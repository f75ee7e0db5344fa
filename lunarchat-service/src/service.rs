//! The chat service façade
//!
//! All session mutation happens in short critical sections under the
//! store lock; the lock is never held across an await, so a pending
//! upload or analysis on one session never blocks progress on another.
//! Completions are reconciled by session id and epoch: a result for a
//! session that was deleted, cancelled, or re-triggered in the meantime
//! is discarded.

use std::sync::Arc;
use tokio::sync::RwLock;
use tracing::{debug, info, warn};
use uuid::Uuid;

use lunarchat_core::auth::{AuthSnapshot, AuthUser, UserRole};
use lunarchat_core::config::SessionConfig;
use lunarchat_core::message::{ImageAttachment, MessageContent, Role};
use lunarchat_core::report::AnalysisMode;
use lunarchat_core::session::{SessionStore, StagedImage};
use lunarchat_core::{Error, Result};
use lunarchat_providers::{Authenticator, ImageUploader, SampleAnalyzer};

use crate::action::{LocalImage, UserAction};

const MSG_PREPARING: &str = "Preparing image for upload...";
const MSG_UPLOADED: &str = "Image uploaded. Click Send to analyze.";
const MSG_CANCELLED: &str = "Upload cancelled.";

/// Coordinates sessions, uploads, and analysis requests.
///
/// The UI renders from store snapshots and drives everything else
/// through this façade.
pub struct ChatService {
    store: Arc<RwLock<SessionStore>>,
    uploader: Arc<dyn ImageUploader>,
    analyzer: Arc<dyn SampleAnalyzer>,
    authenticator: Arc<dyn Authenticator>,
    auth: RwLock<AuthSnapshot>,
    limits: SessionConfig,
}

impl ChatService {
    pub fn new(
        uploader: Arc<dyn ImageUploader>,
        analyzer: Arc<dyn SampleAnalyzer>,
        authenticator: Arc<dyn Authenticator>,
        limits: SessionConfig,
    ) -> Self {
        Self {
            store: Arc::new(RwLock::new(SessionStore::new())),
            uploader,
            analyzer,
            authenticator,
            auth: RwLock::new(AuthSnapshot::unauthenticated()),
            limits,
        }
    }

    /// Shared handle to the session store, for rendering snapshots
    pub fn store(&self) -> Arc<RwLock<SessionStore>> {
        Arc::clone(&self.store)
    }

    /// Current authentication snapshot
    pub async fn auth_snapshot(&self) -> AuthSnapshot {
        self.auth.read().await.clone()
    }

    /// Attempt a login; on success every later action sees the new
    /// authenticated snapshot.
    pub async fn login(&self, username: &str, password: &str, role: UserRole) -> bool {
        if self.authenticator.login(username, password, role).await {
            let user = AuthUser {
                username: username.to_string(),
                role,
            };
            *self.auth.write().await = AuthSnapshot::authenticated(user);
            info!(username, "logged in");
            true
        } else {
            warn!(username, "login failed");
            false
        }
    }

    /// Drop the authenticated identity
    pub async fn logout(&self) {
        *self.auth.write().await = AuthSnapshot::unauthenticated();
    }

    async fn require_auth(&self, action: &str) -> Result<()> {
        self.auth.read().await.require(action).map(|_| ())
    }

    /// Create a new session and make it active
    pub async fn create_session(&self) -> Result<Uuid> {
        self.require_auth("new session").await?;
        Ok(self.store.write().await.create_session())
    }

    /// Delete a session; active selection falls back to the most
    /// recently created remaining session
    pub async fn delete_session(&self, id: Uuid) -> Result<()> {
        self.require_auth("delete session").await?;
        self.store.write().await.delete_session(id)
    }

    /// Switch the active session. Never cancels in-flight work: a
    /// pending operation keeps belonging to its originating session.
    pub async fn select_session(&self, id: Uuid) -> Result<()> {
        self.require_auth("select session").await?;
        self.store.write().await.select_session(id)
    }

    /// Append a user text message; the first one names the session
    pub async fn send_text(&self, id: Uuid, text: &str) -> Result<()> {
        self.require_auth("send message").await?;
        let mut store = self.store.write().await;
        let session = store.require_mut(id)?;
        session.log.append(Role::User, MessageContent::text(text));
        session.derive_title(text);
        Ok(())
    }

    /// Route a lifecycle action to the owning session.
    ///
    /// Local validation failures (invalid image, invalid transition,
    /// unknown session) are rejected synchronously with no message
    /// appended and no state change; remote failures are converted into
    /// state transitions plus log entries and never escape this façade.
    pub async fn dispatch(&self, id: Uuid, action: UserAction) -> Result<()> {
        self.require_auth(action.name()).await?;
        match action {
            UserAction::Stage(image) => self.stage(id, image).await,
            UserAction::Upload => self.begin_upload(id).await,
            UserAction::Cancel => self.cancel_upload(id).await,
            UserAction::Analyze(mode) => self.request_analysis(id, mode).await,
        }
    }

    /// Stage a local image: Idle/Failed -> Staged
    async fn stage(&self, id: Uuid, image: LocalImage) -> Result<()> {
        if image.bytes.is_empty() {
            return Err(Error::InvalidImage(format!(
                "'{}' is empty",
                image.filename
            )));
        }
        if image.bytes.len() > self.limits.max_image_bytes {
            return Err(Error::InvalidImage(format!(
                "'{}' exceeds the {} byte limit",
                image.filename, self.limits.max_image_bytes
            )));
        }

        let mut store = self.store.write().await;
        let session = store.require_mut(id)?;

        let staged = StagedImage::new(image.filename, image.bytes);
        debug!(session = %id, preview = %staged.preview_url, "staging image");
        session.upload.stage(staged)?;
        session
            .log
            .append(Role::System, MessageContent::text(MSG_PREPARING));
        Ok(())
    }

    /// Issue the upload exactly once: Staged -> Uploading -> Uploaded/Failed
    async fn begin_upload(&self, id: Uuid) -> Result<()> {
        let (image, epoch) = {
            let mut store = self.store.write().await;
            let session = store.require_mut(id)?;
            match session.upload.begin()? {
                Some(image) => {
                    session.upload_epoch += 1;
                    (image, session.upload_epoch)
                }
                None => {
                    // already in flight; rapid repeated triggers issue nothing
                    debug!(session = %id, "duplicate upload trigger ignored");
                    return Ok(());
                }
            }
        };

        info!(session = %id, filename = %image.filename, "upload started");
        let outcome = self.uploader.upload(&image.filename, image.bytes).await;

        let mut store = self.store.write().await;
        let Some(session) = store.get_mut(id) else {
            debug!(session = %id, "upload finished for a deleted session, dropping");
            return Ok(());
        };
        if session.upload_epoch != epoch || !session.upload.is_uploading() {
            debug!(session = %id, "stale upload completion ignored");
            return Ok(());
        }

        match outcome {
            Ok(uploaded) => {
                info!(session = %id, handle = %uploaded.handle, "upload succeeded");
                session.log.append(
                    Role::User,
                    MessageContent::Image(ImageAttachment {
                        url: uploaded.serving_url,
                        handle: Some(uploaded.handle.to_string()),
                    }),
                );
                session
                    .log
                    .append(Role::System, MessageContent::text(MSG_UPLOADED));
                session.upload.complete(uploaded.handle);
            }
            Err(e) => {
                warn!(session = %id, error = %e, "upload failed");
                session.upload.fail(e.to_string());
                session.log.append(
                    Role::Bot,
                    MessageContent::text(format!("Image upload failed: {}", e)),
                );
            }
        }
        Ok(())
    }

    /// Abandon a staged or in-flight upload: Staged/Uploading -> Idle.
    /// An in-flight call is left to finish; the epoch bump makes its
    /// completion a no-op.
    async fn cancel_upload(&self, id: Uuid) -> Result<()> {
        let mut store = self.store.write().await;
        let session = store.require_mut(id)?;
        session.upload.cancel()?;
        session.upload_epoch += 1;
        session
            .log
            .append(Role::System, MessageContent::text(MSG_CANCELLED));
        Ok(())
    }

    /// Request analysis: requires Uploaded and a settled prior request.
    /// No message is appended on start; the loading indicator is derived
    /// from the Requesting state.
    async fn request_analysis(&self, id: Uuid, mode: AnalysisMode) -> Result<()> {
        let (handle, epoch) = {
            let mut store = self.store.write().await;
            let session = store.require_mut(id)?;
            let handle = session.upload.handle().cloned().ok_or_else(|| {
                Error::InvalidTransition(format!(
                    "analysis requires an uploaded image, upload is {}",
                    session.upload.label()
                ))
            })?;
            session.analysis.begin(mode, handle.clone())?;
            session.analysis_epoch += 1;
            (handle, session.analysis_epoch)
        };

        info!(session = %id, %mode, %handle, "analysis started");
        let outcome = self.analyzer.analyze(&handle, mode).await;

        // reconcile into the originating session, active or not
        let mut store = self.store.write().await;
        let Some(session) = store.get_mut(id) else {
            debug!(session = %id, "analysis finished for a deleted session, dropping");
            return Ok(());
        };
        if session.analysis_epoch != epoch || !session.analysis.is_requesting() {
            debug!(session = %id, "stale analysis completion ignored");
            return Ok(());
        }

        match outcome {
            Ok(report) => {
                info!(session = %id, sample = %report.sample_type, "analysis succeeded");
                session.analysis.succeed(report.clone());
                session.log.append(Role::Bot, MessageContent::Report(report));
                // the uploaded image is consumed; a new one must be
                // staged before the next analysis
                session.upload.consume();
            }
            Err(e) => {
                warn!(session = %id, error = %e, "analysis failed");
                session.analysis.fail(e.to_string());
                session.log.append(
                    Role::Bot,
                    MessageContent::text(format!("An error occurred: {}", e)),
                );
                // handle retained; analysis can be retried without
                // re-uploading
            }
        }
        Ok(())
    }
}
----------------
* Problem to work on *
In the listing above, locate the line with "settled prior request." and the line with "session.analysis_epoch += 1;", then extract exactly those lines and every line between them, and nothing more.

* Answer below *
    /// Request analysis: requires Uploaded and a settled prior request.
    /// No message is appended on start; the loading indicator is derived
    /// from the Requesting state.
    async fn request_analysis(&self, id: Uuid, mode: AnalysisMode) -> Result<()> {
        let (handle, epoch) = {
            let mut store = self.store.write().await;
            let session = store.require_mut(id)?;
            let handle = session.upload.handle().cloned().ok_or_else(|| {
                Error::InvalidTransition(format!(
                    "analysis requires an uploaded image, upload is {}",
                    session.upload.label()
                ))
            })?;
            session.analysis.begin(mode, handle.clone())?;
            session.analysis_epoch += 1;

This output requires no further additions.